Work request:
Whenever the string "output" appears in a line below, please copy the line out.

(Stored items from a collection)
┏━━

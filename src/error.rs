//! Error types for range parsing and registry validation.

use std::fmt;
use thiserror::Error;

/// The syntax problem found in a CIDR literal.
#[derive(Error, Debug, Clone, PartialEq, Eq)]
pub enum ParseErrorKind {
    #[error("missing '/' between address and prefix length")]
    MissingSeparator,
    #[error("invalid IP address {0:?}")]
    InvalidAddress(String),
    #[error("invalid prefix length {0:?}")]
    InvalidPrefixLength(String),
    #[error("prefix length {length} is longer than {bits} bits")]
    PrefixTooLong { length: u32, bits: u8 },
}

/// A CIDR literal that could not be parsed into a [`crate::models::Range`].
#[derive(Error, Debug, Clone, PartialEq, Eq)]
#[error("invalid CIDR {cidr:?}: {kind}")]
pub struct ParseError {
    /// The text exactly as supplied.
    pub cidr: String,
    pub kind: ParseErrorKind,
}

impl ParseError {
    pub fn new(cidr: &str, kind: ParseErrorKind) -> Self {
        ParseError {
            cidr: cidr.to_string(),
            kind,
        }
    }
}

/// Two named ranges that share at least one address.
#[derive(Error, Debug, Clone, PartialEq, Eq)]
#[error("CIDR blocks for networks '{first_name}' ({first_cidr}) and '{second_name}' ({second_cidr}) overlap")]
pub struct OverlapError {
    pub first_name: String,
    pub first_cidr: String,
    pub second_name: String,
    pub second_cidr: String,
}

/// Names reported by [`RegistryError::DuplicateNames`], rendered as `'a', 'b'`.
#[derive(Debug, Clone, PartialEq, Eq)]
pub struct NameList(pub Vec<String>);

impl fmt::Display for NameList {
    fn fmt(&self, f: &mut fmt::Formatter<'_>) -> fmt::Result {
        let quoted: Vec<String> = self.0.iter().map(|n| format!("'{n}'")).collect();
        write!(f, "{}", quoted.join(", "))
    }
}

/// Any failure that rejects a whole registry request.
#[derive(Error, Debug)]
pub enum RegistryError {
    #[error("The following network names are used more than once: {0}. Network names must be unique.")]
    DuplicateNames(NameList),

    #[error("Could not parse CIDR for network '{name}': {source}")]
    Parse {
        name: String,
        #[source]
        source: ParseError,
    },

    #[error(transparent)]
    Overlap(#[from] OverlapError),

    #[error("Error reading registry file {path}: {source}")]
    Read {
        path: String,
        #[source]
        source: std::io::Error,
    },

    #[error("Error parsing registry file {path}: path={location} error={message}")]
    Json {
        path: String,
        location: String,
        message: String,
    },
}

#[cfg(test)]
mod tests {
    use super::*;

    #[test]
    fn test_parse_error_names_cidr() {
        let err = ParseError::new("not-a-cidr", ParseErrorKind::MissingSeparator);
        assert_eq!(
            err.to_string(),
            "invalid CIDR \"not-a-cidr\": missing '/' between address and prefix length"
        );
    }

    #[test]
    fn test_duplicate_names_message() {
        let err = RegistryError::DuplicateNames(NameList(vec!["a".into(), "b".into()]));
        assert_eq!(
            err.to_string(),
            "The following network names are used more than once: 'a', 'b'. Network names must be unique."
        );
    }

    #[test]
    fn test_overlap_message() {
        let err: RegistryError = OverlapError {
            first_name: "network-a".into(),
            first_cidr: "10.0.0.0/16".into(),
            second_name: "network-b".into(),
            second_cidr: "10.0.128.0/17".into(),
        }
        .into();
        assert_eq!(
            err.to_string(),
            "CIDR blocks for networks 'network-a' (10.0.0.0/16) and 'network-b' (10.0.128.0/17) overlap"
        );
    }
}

┗━━
┏━━

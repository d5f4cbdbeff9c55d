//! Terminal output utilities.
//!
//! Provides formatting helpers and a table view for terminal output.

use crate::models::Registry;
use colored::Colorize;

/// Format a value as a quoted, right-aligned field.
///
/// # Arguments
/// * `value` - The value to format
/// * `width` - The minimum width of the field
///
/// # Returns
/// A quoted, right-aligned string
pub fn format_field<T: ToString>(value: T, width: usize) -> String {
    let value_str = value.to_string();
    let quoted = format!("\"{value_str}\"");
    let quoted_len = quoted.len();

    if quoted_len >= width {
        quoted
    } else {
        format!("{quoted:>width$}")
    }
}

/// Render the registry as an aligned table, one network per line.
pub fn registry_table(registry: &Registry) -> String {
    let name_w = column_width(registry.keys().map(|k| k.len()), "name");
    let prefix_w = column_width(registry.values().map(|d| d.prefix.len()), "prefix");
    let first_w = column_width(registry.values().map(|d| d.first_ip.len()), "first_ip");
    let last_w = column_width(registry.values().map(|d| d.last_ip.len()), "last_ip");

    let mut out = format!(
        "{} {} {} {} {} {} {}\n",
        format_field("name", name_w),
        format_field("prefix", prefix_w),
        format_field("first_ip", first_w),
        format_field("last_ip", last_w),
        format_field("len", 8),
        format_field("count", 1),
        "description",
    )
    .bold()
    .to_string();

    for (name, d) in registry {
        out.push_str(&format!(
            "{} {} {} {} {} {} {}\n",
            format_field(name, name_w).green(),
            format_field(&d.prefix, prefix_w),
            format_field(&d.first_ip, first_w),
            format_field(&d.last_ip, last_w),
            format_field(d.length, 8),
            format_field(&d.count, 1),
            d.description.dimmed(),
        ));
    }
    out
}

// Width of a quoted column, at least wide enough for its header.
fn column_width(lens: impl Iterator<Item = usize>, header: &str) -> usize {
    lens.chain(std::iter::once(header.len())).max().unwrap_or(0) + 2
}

┗━━

Problem solution:
//! Terminal output utilities.
//! Provides formatting helpers and a table view for terminal output.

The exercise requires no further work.